**Activity**
Print the records exactly as they are written.

[Stored data entries]
--- START ---
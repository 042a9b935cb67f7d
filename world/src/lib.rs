#![deny(
    unsafe_code,
    missing_docs,
    dead_code,
    unused_results,
    non_snake_case,
    unreachable_pub
)]

//! Authoritative maze world state.
//!
//! The [`World`] owns every room, wall, and gauge. All mutation flows through
//! [`apply`], which executes one [`Command`] and appends the resulting
//! [`Event`]s; reads go through the [`query`] module. Geometry side effects
//! are routed to externally-registered [`RoomBuilder`] and [`WallBuilder`]
//! collaborators at the exact point of each transition, and wall
//! reconciliation is deferred onto a deduplicated queue drained by the next
//! `Tick`.

use std::cell::RefCell;
use std::rc::Weak;
use std::sync::mpsc::{channel, Receiver, Sender};
use std::time::Duration;

use rand::{Rng, SeedableRng};
use rand_chacha::ChaCha8Rng;

use signal_maze_core::{
    grid, Command, Direction, DoorState, Event, GridConfig, GridConfigError, RoomBuilder,
    RoomCoords, TilePoint, WallBuilder,
};

mod builders;
mod rooms;
mod walls;

pub use walls::WallUpdate;

use builders::BuilderRegistry;
use rooms::RoomGrid;
use walls::{WallArena, WallFace, WallKey, WallUpdateQueue};

/// Complexity and density handed to rooms materialised by the perimeter
/// sweep rather than by explicit exploration.
const PERIMETER_COMPLEXITY: f32 = 0.2;
const PERIMETER_DENSITY: f32 = 0.2;

/// Cloneable handle for requesting wall reconciliation from other threads.
///
/// Requests are buffered in a channel and folded into the deduplicated
/// wall-update queue at the start of the next `Tick`.
#[derive(Clone, Debug)]
pub struct WallUpdateFeed {
    sender: Sender<WallUpdate>,
}

impl WallUpdateFeed {
    /// Requests reconciliation of one wall. Returns `false` once the world
    /// has been dropped.
    pub fn request(&self, coords: RoomCoords, direction: Direction) -> bool {
        self.sender.send(WallUpdate { coords, direction }).is_ok()
    }
}

/// The complete simulation state.
#[derive(Debug)]
pub struct World {
    config: GridConfig,
    rooms: RoomGrid,
    walls: WallArena,
    registry: BuilderRegistry,
    queue: WallUpdateQueue,
    feed_tx: Sender<WallUpdate>,
    feed_rx: Receiver<WallUpdate>,
    current_ring: u32,
    rooms_connected_on_ring: u32,
    ring_advance_pending: bool,
    signal_strength: f32,
    door_rng: ChaCha8Rng,
}
//! Drives the training system against a live world the way a session loop
//! does: tick, feed events to the system, apply the commands it emits.

use std::time::Duration;

use signal_maze_core::{Command, Direction, Event, GridConfig, RoomCoords};
use signal_maze_system_training::{Config, Training};
use signal_maze_world::{apply, query, World};

fn run_rounds(world: &mut World, training: &mut Training, rounds: u32, dt: Duration) {
    for _ in 0..rounds {
        let mut events = Vec::new();
        apply(world, Command::Tick { dt }, &mut events);
        let mut commands = Vec::new();
        training.handle(&events, &mut commands);
        for command in commands {
            apply(world, command, &mut events);
        }
    }
}

#[test]
fn enabled_rooms_train_to_completion() {
    let mut world = World::new(GridConfig::default()).expect("config");
    let mut training = Training::new(Config::new(0.5));
    let origin = RoomCoords::new(0, 0);

    let mut events = Vec::new();
    apply(
        &mut world,
        Command::EnableRoom {
            coords: origin,
            complexity: 0.5,
            density: 0.5,
        },
        &mut events,
    );
    training.handle(&events, &mut Vec::new());
    assert_eq!(training.rooms_in_training(), 1);

    run_rounds(&mut world, &mut training, 4, Duration::from_millis(500));

    assert!(query::is_room_trained(&world, origin));
    assert_eq!(query::room_training_progress(&world, origin), 1.0);
    assert_eq!(training.rooms_in_training(), 0);
}

#[test]
fn two_trained_neighbours_open_their_shared_wall() {
    let mut world = World::new(GridConfig::default()).expect("config");
    let mut training = Training::new(Config::new(1.0));
    let a = RoomCoords::new(0, 0);
    let b = RoomCoords::new(1, 0);

    let mut events = Vec::new();
    for coords in [a, b] {
        apply(
            &mut world,
            Command::EnableRoom {
                coords,
                complexity: 0.5,
                density: 0.5,
            },
            &mut events,
        );
    }
    training.handle(&events, &mut Vec::new());

    run_rounds(&mut world, &mut training, 3, Duration::from_secs(1));

    assert!(query::is_room_trained(&world, a));
    assert!(query::is_room_trained(&world, b));
    assert!(query::does_wall_exist(&world, a, Direction::North));
    assert!(!query::does_door_exist(&world, a, Direction::North));
}

#[test]
fn progress_updates_reach_the_world() {
    let mut world = World::new(GridConfig::default()).expect("config");
    let mut training = Training::new(Config::new(0.25));
    let origin = RoomCoords::new(0, 0);

    let mut events = Vec::new();
    apply(
        &mut world,
        Command::EnableRoom {
            coords: origin,
            complexity: 0.5,
            density: 0.5,
        },
        &mut events,
    );
    training.handle(&events, &mut Vec::new());

    run_rounds(&mut world, &mut training, 1, Duration::from_secs(1));

    assert_eq!(query::room_training_progress(&world, origin), 0.25);
    assert!(!query::is_room_trained(&world, origin));
}

#[test]
fn connected_rooms_stop_generating_progress_commands() {
    let mut world = World::new(GridConfig::default()).expect("config");
    let mut training = Training::new(Config::new(0.1));
    let origin = RoomCoords::new(0, 0);

    let mut events = Vec::new();
    apply(
        &mut world,
        Command::EnableRoom {
            coords: origin,
            complexity: 0.5,
            density: 0.5,
        },
        &mut events,
    );
    apply(
        &mut world,
        Command::SetRoomConnected { coords: origin },
        &mut events,
    );
    training.handle(&events, &mut Vec::new());
    assert_eq!(training.rooms_in_training(), 0);

    let mut commands = Vec::new();
    training.handle(
        &[Event::TimeAdvanced {
            dt: Duration::from_secs(5),
        }],
        &mut commands,
    );
    assert!(commands.is_empty());
}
--- END ---
**Solution to the problem**
repository 042a9b935cb67f7d
filename world/src/lib.rs
#![deny(
    unsafe_code,
    missing_docs,
    dead_code,
    unused_results,
    non_snake_case,
    unreachable_pub
)]

//! Authoritative maze world state.
//!
//! The [`World`] owns every room, wall, and gauge. All mutation flows through
//! [`apply`], which executes one [`Command`] and appends the resulting
//! [`Event`]s; reads go through the [`query`] module. Geometry side effects
//! are routed to externally-registered [`RoomBuilder`] and [`WallBuilder`]
//! collaborators at the exact point of each transition, and wall
//! reconciliation is deferred onto a deduplicated queue drained by the next
//! `Tick`.

use std::cell::RefCell;
use std::rc::Weak;
use std::sync::mpsc::{channel, Receiver, Sender};
use std::time::Duration;

use rand::{Rng, SeedableRng};
use rand_chacha::ChaCha8Rng;

use signal_maze_core::{
    grid, Command, Direction, DoorState, Event, GridConfig, GridConfigError, RoomBuilder,
    RoomCoords, TilePoint, WallBuilder,
};

mod builders;
mod rooms;
mod walls;

pub use walls::WallUpdate;

use builders::BuilderRegistry;
use rooms::RoomGrid;
use walls::{WallArena, WallFace, WallKey, WallUpdateQueue};

/// Complexity and density handed to rooms materialised by the perimeter
/// sweep rather than by explicit exploration.
const PERIMETER_COMPLEXITY: f32 = 0.2;
const PERIMETER_DENSITY: f32 = 0.2;

/// Cloneable handle for requesting wall reconciliation from other threads.
///
/// Requests are buffered in a channel and folded into the deduplicated
/// wall-update queue at the start of the next `Tick`.
#[derive(Clone, Debug)]
pub struct WallUpdateFeed {
    sender: Sender<WallUpdate>,
}

impl WallUpdateFeed {
    /// Requests reconciliation of one wall. Returns `false` once the world
    /// has been dropped.
    pub fn request(&self, coords: RoomCoords, direction: Direction) -> bool {
        self.sender.send(WallUpdate { coords, direction }).is_ok()
    }
}

/// The complete simulation state.
#[derive(Debug)]
pub struct World {
    config: GridConfig,
    rooms: RoomGrid,
    walls: WallArena,
    registry: BuilderRegistry,
    queue: WallUpdateQueue,
    feed_tx: Sender<WallUpdate>,
    feed_rx: Receiver<WallUpdate>,
    current_ring: u32,
    rooms_connected_on_ring: u32,
    ring_advance_pending: bool,
    signal_strength: f32,
    door_rng: ChaCha8Rng,
}
//! Drives the training system against a live world the way a session loop
//! does: tick, feed events to the system, apply the commands it emits.

use std::time::Duration;

use signal_maze_core::{Command, Direction, Event, GridConfig, RoomCoords};
use signal_maze_system_training::{Config, Training};
use signal_maze_world::{apply, query, World};

fn run_rounds(world: &mut World, training: &mut Training, rounds: u32, dt: Duration) {
    for _ in 0..rounds {
        let mut events = Vec::new();
        apply(world, Command::Tick { dt }, &mut events);
        let mut commands = Vec::new();
        training.handle(&events, &mut commands);
        for command in commands {
            apply(world, command, &mut events);
        }
    }
}

#[test]
fn enabled_rooms_train_to_completion() {
    let mut world = World::new(GridConfig::default()).expect("config");
    let mut training = Training::new(Config::new(0.5));
    let origin = RoomCoords::new(0, 0);

    let mut events = Vec::new();
    apply(
        &mut world,
        Command::EnableRoom {
            coords: origin,
            complexity: 0.5,
            density: 0.5,
        },
        &mut events,
    );
    training.handle(&events, &mut Vec::new());
    assert_eq!(training.rooms_in_training(), 1);

    run_rounds(&mut world, &mut training, 4, Duration::from_millis(500));

    assert!(query::is_room_trained(&world, origin));
    assert_eq!(query::room_training_progress(&world, origin), 1.0);
    assert_eq!(training.rooms_in_training(), 0);
}

#[test]
fn two_trained_neighbours_open_their_shared_wall() {
    let mut world = World::new(GridConfig::default()).expect("config");
    let mut training = Training::new(Config::new(1.0));
    let a = RoomCoords::new(0, 0);
    let b = RoomCoords::new(1, 0);

    let mut events = Vec::new();
    for coords in [a, b] {
        apply(
            &mut world,
            Command::EnableRoom {
                coords,
                complexity: 0.5,
                density: 0.5,
            },
            &mut events,
        );
    }
    training.handle(&events, &mut Vec::new());

    run_rounds(&mut world, &mut training, 3, Duration::from_secs(1));

    assert!(query::is_room_trained(&world, a));
    assert!(query::is_room_trained(&world, b));
    assert!(query::does_wall_exist(&world, a, Direction::North));
    assert!(!query::does_door_exist(&world, a, Direction::North));
}

#[test]
fn progress_updates_reach_the_world() {
    let mut world = World::new(GridConfig::default()).expect("config");
    let mut training = Training::new(Config::new(0.25));
    let origin = RoomCoords::new(0, 0);

    let mut events = Vec::new();
    apply(
        &mut world,
        Command::EnableRoom {
            coords: origin,
            complexity: 0.5,
            density: 0.5,
        },
        &mut events,
    );
    training.handle(&events, &mut Vec::new());

    run_rounds(&mut world, &mut training, 1, Duration::from_secs(1));

    assert_eq!(query::room_training_progress(&world, origin), 0.25);
    assert!(!query::is_room_trained(&world, origin));
}

#[test]
fn connected_rooms_stop_generating_progress_commands() {
    let mut world = World::new(GridConfig::default()).expect("config");
    let mut training = Training::new(Config::new(0.1));
    let origin = RoomCoords::new(0, 0);

    let mut events = Vec::new();
    apply(
        &mut world,
        Command::EnableRoom {
            coords: origin,
            complexity: 0.5,
            density: 0.5,
        },
        &mut events,
    );
    apply(
        &mut world,
        Command::SetRoomConnected { coords: origin },
        &mut events,
    );
    training.handle(&events, &mut Vec::new());
    assert_eq!(training.rooms_in_training(), 0);

    let mut commands = Vec::new();
    training.handle(
        &[Event::TimeAdvanced {
            dt: Duration::from_secs(5),
        }],
        &mut commands,
    );
    assert!(commands.is_empty());
}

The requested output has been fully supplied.